(Data supplied begins)

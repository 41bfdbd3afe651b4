//! Per-node state mirrors.
//!
//! The store keeps one topic map per remote node:
//! - Keys are lowercase topic names
//! - Values are value trees reconciled from the node's deltas
//!
//! Every node store is an independent deep copy of the defaults template,
//! extended with every topic registered since.

use crate::action::{ActionType, Delta, DeltaError};
use crate::merge;
use serde_json::{Map, Value};
use std::collections::HashMap;

/// Mapping of lowercase topic name to value tree.
pub type TopicMap = Map<String, Value>;

/// Normalize a topic name to its store key.
#[must_use]
pub fn topic_key(topic: &str) -> String {
    topic.to_lowercase()
}

/// Notification that a topic's state changed for a node.
#[derive(Debug, Clone, PartialEq)]
pub struct StateChange {
    /// Lowercase topic name
    pub topic: String,
    /// Full current value of the topic for `sender_id`
    pub value: Value,
    /// Node whose mirror changed
    pub sender_id: String,
    /// Target group of the message that caused the change
    pub target_group: String,
}

/// Result of applying a delta.
#[derive(Debug, Clone, PartialEq)]
pub enum DeltaOutcome {
    /// The delta was applied; contains notifications for observers
    Applied(Vec<StateChange>),
    /// The sender was unknown: its store was created and the delta discarded
    FirstContact(Vec<StateChange>),
}

impl DeltaOutcome {
    /// Notifications produced by the delta.
    #[must_use]
    pub fn changes(&self) -> &[StateChange] {
        match self {
            DeltaOutcome::Applied(changes) | DeltaOutcome::FirstContact(changes) => changes,
        }
    }

    /// Consume the outcome, returning its notifications.
    #[must_use]
    pub fn into_changes(self) -> Vec<StateChange> {
        match self {
            DeltaOutcome::Applied(changes) | DeltaOutcome::FirstContact(changes) => changes,
        }
    }
}

/// Shared-state mirrors for all remote nodes.
#[derive(Debug, Clone, Default)]
pub struct StateStore {
    /// Template used to initialize node stores
    defaults: TopicMap,
    /// node id -> topic map
    remotes: HashMap<String, TopicMap>,
    /// Node whose changes are surfaced to observers
    active: Option<String>,
}

impl StateStore {
    /// Create a store with an empty defaults template.
    #[must_use]
    pub fn new() -> Self {
        Self::default()
    }

    /// Create a store seeded with a defaults template.
    ///
    /// Topic names in `defaults` are normalized to lowercase.
    #[must_use]
    pub fn with_defaults(defaults: TopicMap) -> Self {
        let defaults = defaults
            .into_iter()
            .map(|(topic, value)| (topic_key(&topic), value))
            .collect();
        Self {
            defaults,
            ..Self::default()
        }
    }

    /// The defaults template.
    #[must_use]
    pub fn defaults(&self) -> &TopicMap {
        &self.defaults
    }

    /// The currently active node, if any.
    #[must_use]
    pub fn active_node(&self) -> Option<&str> {
        self.active.as_deref()
    }

    /// Whether `node_id` is the active node.
    #[must_use]
    pub fn is_active(&self, node_id: &str) -> bool {
        self.active.as_deref() == Some(node_id)
    }

    /// Whether a store exists for `node_id`.
    #[must_use]
    pub fn has_node(&self, node_id: &str) -> bool {
        self.remotes.contains_key(node_id)
    }

    /// Ids of all known nodes.
    pub fn nodes(&self) -> impl Iterator<Item = &str> {
        self.remotes.keys().map(String::as_str)
    }

    /// The full store of a node.
    #[must_use]
    pub fn node_store(&self, node_id: &str) -> Option<&TopicMap> {
        self.remotes.get(node_id)
    }

    /// The state of one topic for a node.
    #[must_use]
    pub fn node_state(&self, node_id: &str, topic: &str) -> Option<&Value> {
        self.remotes.get(node_id)?.get(&topic_key(topic))
    }

    /// Register a shared-state topic.
    ///
    /// Adds an empty map to the defaults and to every existing node store.
    /// Returns `true` if the topic was new.
    pub fn add_topic(&mut self, topic: &str) -> bool {
        let key = topic_key(topic);
        if self.defaults.contains_key(&key) {
            return false;
        }
        self.defaults.insert(key.clone(), Value::Object(Map::new()));
        for store in self.remotes.values_mut() {
            store
                .entry(key.clone())
                .or_insert_with(|| Value::Object(Map::new()));
        }
        tracing::debug!(topic = %key, nodes = self.remotes.len(), "Registered shared-state topic");
        true
    }

    /// Whether `topic` is a registered shared-state topic.
    #[must_use]
    pub fn is_shared_state(&self, topic: &str) -> bool {
        self.defaults.contains_key(&topic_key(topic))
    }

    /// Replace a node's store with a fresh copy of the defaults.
    ///
    /// If the node is active, returns one notification per topic so
    /// observers see the cleared state.
    pub fn reset_node(&mut self, node_id: &str) -> Vec<StateChange> {
        self.remotes
            .insert(node_id.to_string(), self.defaults.clone());
        tracing::debug!(node_id, "Reset node store");

        if self.is_active(node_id) {
            self.snapshot(node_id)
        } else {
            Vec::new()
        }
    }

    /// Make `node_id` the active node.
    ///
    /// Creates its store if needed and returns one notification per topic
    /// with the node's current state.
    pub fn set_active_node(&mut self, node_id: &str) -> Vec<StateChange> {
        if !self.remotes.contains_key(node_id) {
            self.remotes
                .insert(node_id.to_string(), self.defaults.clone());
        }
        self.active = Some(node_id.to_string());
        tracing::info!(node_id, "Active node changed");
        self.snapshot(node_id)
    }

    /// Apply a `[code, data]` delta from `sender_id` to its mirror of `topic`.
    ///
    /// A delta from a node without a store creates the store and is
    /// otherwise discarded. Keyed actions only produce a notification when the
    /// sender is the active node.
    ///
    /// # Errors
    ///
    /// Returns error if the payload is malformed. The store is left untouched.
    pub fn apply_delta(
        &mut self,
        sender_id: &str,
        topic: &str,
        target_group: &str,
        payload: &Value,
    ) -> Result<DeltaOutcome, DeltaError> {
        if !self.remotes.contains_key(sender_id) {
            tracing::debug!(sender_id, topic, "Delta from unsynchronized node, discarding");
            return Ok(DeltaOutcome::FirstContact(self.reset_node(sender_id)));
        }

        let delta = Delta::from_payload(payload)?;
        match delta.action {
            ActionType::Reset => return Ok(DeltaOutcome::Applied(self.reset_node(sender_id))),
            ActionType::ActChange => {
                return Ok(DeltaOutcome::Applied(self.set_active_node(sender_id)));
            }
            _ => {}
        }

        // Reject malformed data before a missing topic entry is created
        if delta.action.is_keyed() {
            delta.entries()?;
        }

        let key = topic_key(topic);
        let is_active = self.is_active(sender_id);
        let Some(store) = self.remotes.get_mut(sender_id) else {
            return Ok(DeltaOutcome::Applied(Vec::new()));
        };
        let state = store
            .entry(key.clone())
            .or_insert_with(|| Value::Object(Map::new()));
        let Some(map) = state.as_object_mut() else {
            return Err(DeltaError::TopicNotMap(key));
        };
        merge::apply(map, &delta)?;

        tracing::debug!(
            sender_id,
            topic = %key,
            action = %delta.action,
            is_active,
            "Applied delta"
        );

        if !is_active {
            return Ok(DeltaOutcome::Applied(Vec::new()));
        }
        Ok(DeltaOutcome::Applied(vec![StateChange {
            topic: key,
            value: state.clone(),
            sender_id: sender_id.to_string(),
            target_group: target_group.to_string(),
        }]))
    }

    fn snapshot(&self, node_id: &str) -> Vec<StateChange> {
        self.remotes
            .get(node_id)
            .map(|store| {
                store
                    .iter()
                    .map(|(topic, value)| StateChange {
                        topic: topic.clone(),
                        value: value.clone(),
                        sender_id: node_id.to_string(),
                        target_group: String::new(),
                    })
                    .collect()
            })
            .unwrap_or_default()
    }
}

#[cfg(test)]
mod tests {
    use super::*;
    use serde_json::json;

    fn template(value: Value) -> TopicMap {
        match value {
            Value::Object(map) => map,
            other => panic!("expected map, got {other}"),
        }
    }

    fn synced(node: &str, topics: &[&str]) -> StateStore {
        let mut store = StateStore::new();
        for topic in topics {
            store.add_topic(topic);
        }
        store.reset_node(node);
        store
    }

    #[test]
    fn add_topic_propagates_to_existing_nodes() {
        let mut store = StateStore::new();
        store.add_topic("pos");
        store.reset_node("N1");
        store
            .apply_delta("N1", "POS", "", &json!(["R", {"x": 1}]))
            .unwrap();

        assert!(store.add_topic("Route"));
        assert!(!store.add_topic("ROUTE"));

        assert!(store.is_shared_state("route"));
        assert!(store.is_shared_state("POS"));
        assert_eq!(store.node_state("N1", "route"), Some(&json!({})));
        assert_eq!(store.node_state("N1", "pos"), Some(&json!({"x": 1})));
    }

    #[test]
    fn node_stores_are_independent() {
        let mut store = StateStore::with_defaults(template(json!({"alt": {"v": 0}})));
        store.reset_node("N1");
        store.reset_node("N2");
        store
            .apply_delta("N1", "alt", "", &json!(["U", {"v": 9}]))
            .unwrap();

        assert_eq!(store.node_state("N1", "alt"), Some(&json!({"v": 9})));
        assert_eq!(store.node_state("N2", "alt"), Some(&json!({"v": 0})));
        assert_eq!(store.defaults()["alt"], json!({"v": 0}));
    }

    #[test]
    fn first_contact_discards_delta() {
        let mut store = StateStore::new();
        store.add_topic("pos");

        let outcome = store
            .apply_delta("N9", "pos", "", &json!(["A", {"x": 1}]))
            .unwrap();
        assert_eq!(outcome, DeltaOutcome::FirstContact(Vec::new()));
        assert_eq!(store.node_state("N9", "pos"), Some(&json!({})));
    }

    #[test]
    fn append_scenario() {
        let mut store = synced("N1", &["pos"]);
        store.set_active_node("N1");

        let outcome = store
            .apply_delta("N1", "POS", "*", &json!(["A", {"x": 5}]))
            .unwrap();
        assert_eq!(
            outcome.changes(),
            [StateChange {
                topic: "pos".to_string(),
                value: json!({"x": [5]}),
                sender_id: "N1".to_string(),
                target_group: "*".to_string(),
            }]
        );

        store
            .apply_delta("N1", "POS", "*", &json!(["A", {"x": 6}]))
            .unwrap();
        assert_eq!(store.node_store("N1"), Some(&template(json!({"pos": {"x": [5, 6]}}))));
    }

    #[test]
    fn delete_scenarios() {
        let mut store = synced("N1", &["pos"]);
        store
            .apply_delta("N1", "pos", "", &json!(["R", {"x": [5, 6, 7], "y": [50, 60, 70]}]))
            .unwrap();
        store
            .apply_delta("N1", "pos", "", &json!(["D", {"z": 1}]))
            .unwrap();
        assert_eq!(
            store.node_state("N1", "pos"),
            Some(&json!({"x": [5, 7], "y": [50, 70]}))
        );

        let mut store = synced("N1", &["pos"]);
        store
            .apply_delta("N1", "pos", "", &json!(["R", {"x": [5, 6, 7]}]))
            .unwrap();
        store
            .apply_delta("N1", "pos", "", &json!(["D", {"x": 6}]))
            .unwrap();
        assert_eq!(store.node_state("N1", "pos"), Some(&json!({"x": [5, 7]})));
    }

    #[test]
    fn reset_while_active_notifies_each_topic() {
        let mut store = StateStore::with_defaults(template(json!({"alt": {"v": 0}})));
        store.set_active_node("N1");
        store
            .apply_delta("N1", "alt", "", &json!(["U", {"v": 3000}]))
            .unwrap();

        let outcome = store.apply_delta("N1", "alt", "", &json!(["X", null])).unwrap();
        assert_eq!(
            outcome.changes(),
            [StateChange {
                topic: "alt".to_string(),
                value: json!({"v": 0}),
                sender_id: "N1".to_string(),
                target_group: String::new(),
            }]
        );
        assert_eq!(store.node_state("N1", "alt"), Some(&json!({"v": 0})));
    }

    #[test]
    fn reset_inactive_node_is_silent() {
        let mut store = StateStore::with_defaults(template(json!({"alt": {"v": 0}})));
        store.set_active_node("N1");
        store.reset_node("N2");
        assert!(store.reset_node("N2").is_empty());
    }

    #[test]
    fn reset_then_activate_yields_defaults() {
        let defaults = template(json!({"alt": {"v": 0}, "pos": {"x": []}}));
        let mut store = StateStore::with_defaults(defaults.clone());
        store.reset_node("N1");
        let changes = store.set_active_node("N1");

        assert_eq!(store.node_store("N1"), Some(&defaults));
        let topics: Vec<_> = changes.iter().map(|c| c.topic.as_str()).collect();
        assert_eq!(topics, ["alt", "pos"]);
    }

    #[test]
    fn inactive_deltas_accumulate_silently() {
        let mut store = synced("N1", &["pos"]);
        store.reset_node("N2");
        store.set_active_node("N1");

        for x in [1, 2, 3] {
            let outcome = store
                .apply_delta("N2", "pos", "", &json!(["A", {"x": x}]))
                .unwrap();
            assert!(outcome.changes().is_empty());
        }

        let changes = store.set_active_node("N2");
        assert_eq!(changes.len(), 1);
        assert_eq!(changes[0].value, json!({"x": [1, 2, 3]}));
        assert_eq!(changes[0].sender_id, "N2");
    }

    #[test]
    fn act_change_delta_activates_sender() {
        let mut store = synced("N1", &["pos"]);
        let outcome = store.apply_delta("N1", "pos", "", &json!(["C", null])).unwrap();
        assert_eq!(store.active_node(), Some("N1"));
        assert_eq!(outcome.changes().len(), 1);
    }

    #[test]
    fn malformed_delta_leaves_store_untouched() {
        let mut store = synced("N1", &["pos"]);
        assert_eq!(
            store.apply_delta("N1", "pos", "", &json!(["U", 5])),
            Err(DeltaError::DataNotMap(ActionType::Update))
        );
        assert_eq!(
            store.apply_delta("N1", "pos", "", &json!(["?", {}])),
            Err(DeltaError::UnknownAction("?".to_string()))
        );
        assert_eq!(store.node_state("N1", "pos"), Some(&json!({})));
    }

    #[test]
    fn malformed_delta_on_unseen_topic_adds_no_entry() {
        let mut store = synced("N1", &["pos"]);
        assert_eq!(
            store.apply_delta("N1", "route", "", &json!(["A", [1, 2]])),
            Err(DeltaError::DataNotMap(ActionType::Append))
        );
        assert_eq!(store.node_state("N1", "route"), None);
        assert_eq!(store.node_store("N1").map(TopicMap::len), Some(1));
    }

    #[test]
    fn non_map_topic_root_is_rejected() {
        let mut store = StateStore::with_defaults(template(json!({"list": [1, 2]})));
        store.reset_node("N1");
        assert_eq!(
            store.apply_delta("N1", "list", "", &json!(["A", {"x": 1}])),
            Err(DeltaError::TopicNotMap("list".to_string()))
        );
    }
}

(Data supplied ends)

### Work instruction
Return each line of the records above in which the word "DataNotMap" occurs.

### Solution for this problem
            Err(DeltaError::DataNotMap(ActionType::Update))
            Err(DeltaError::DataNotMap(ActionType::Append))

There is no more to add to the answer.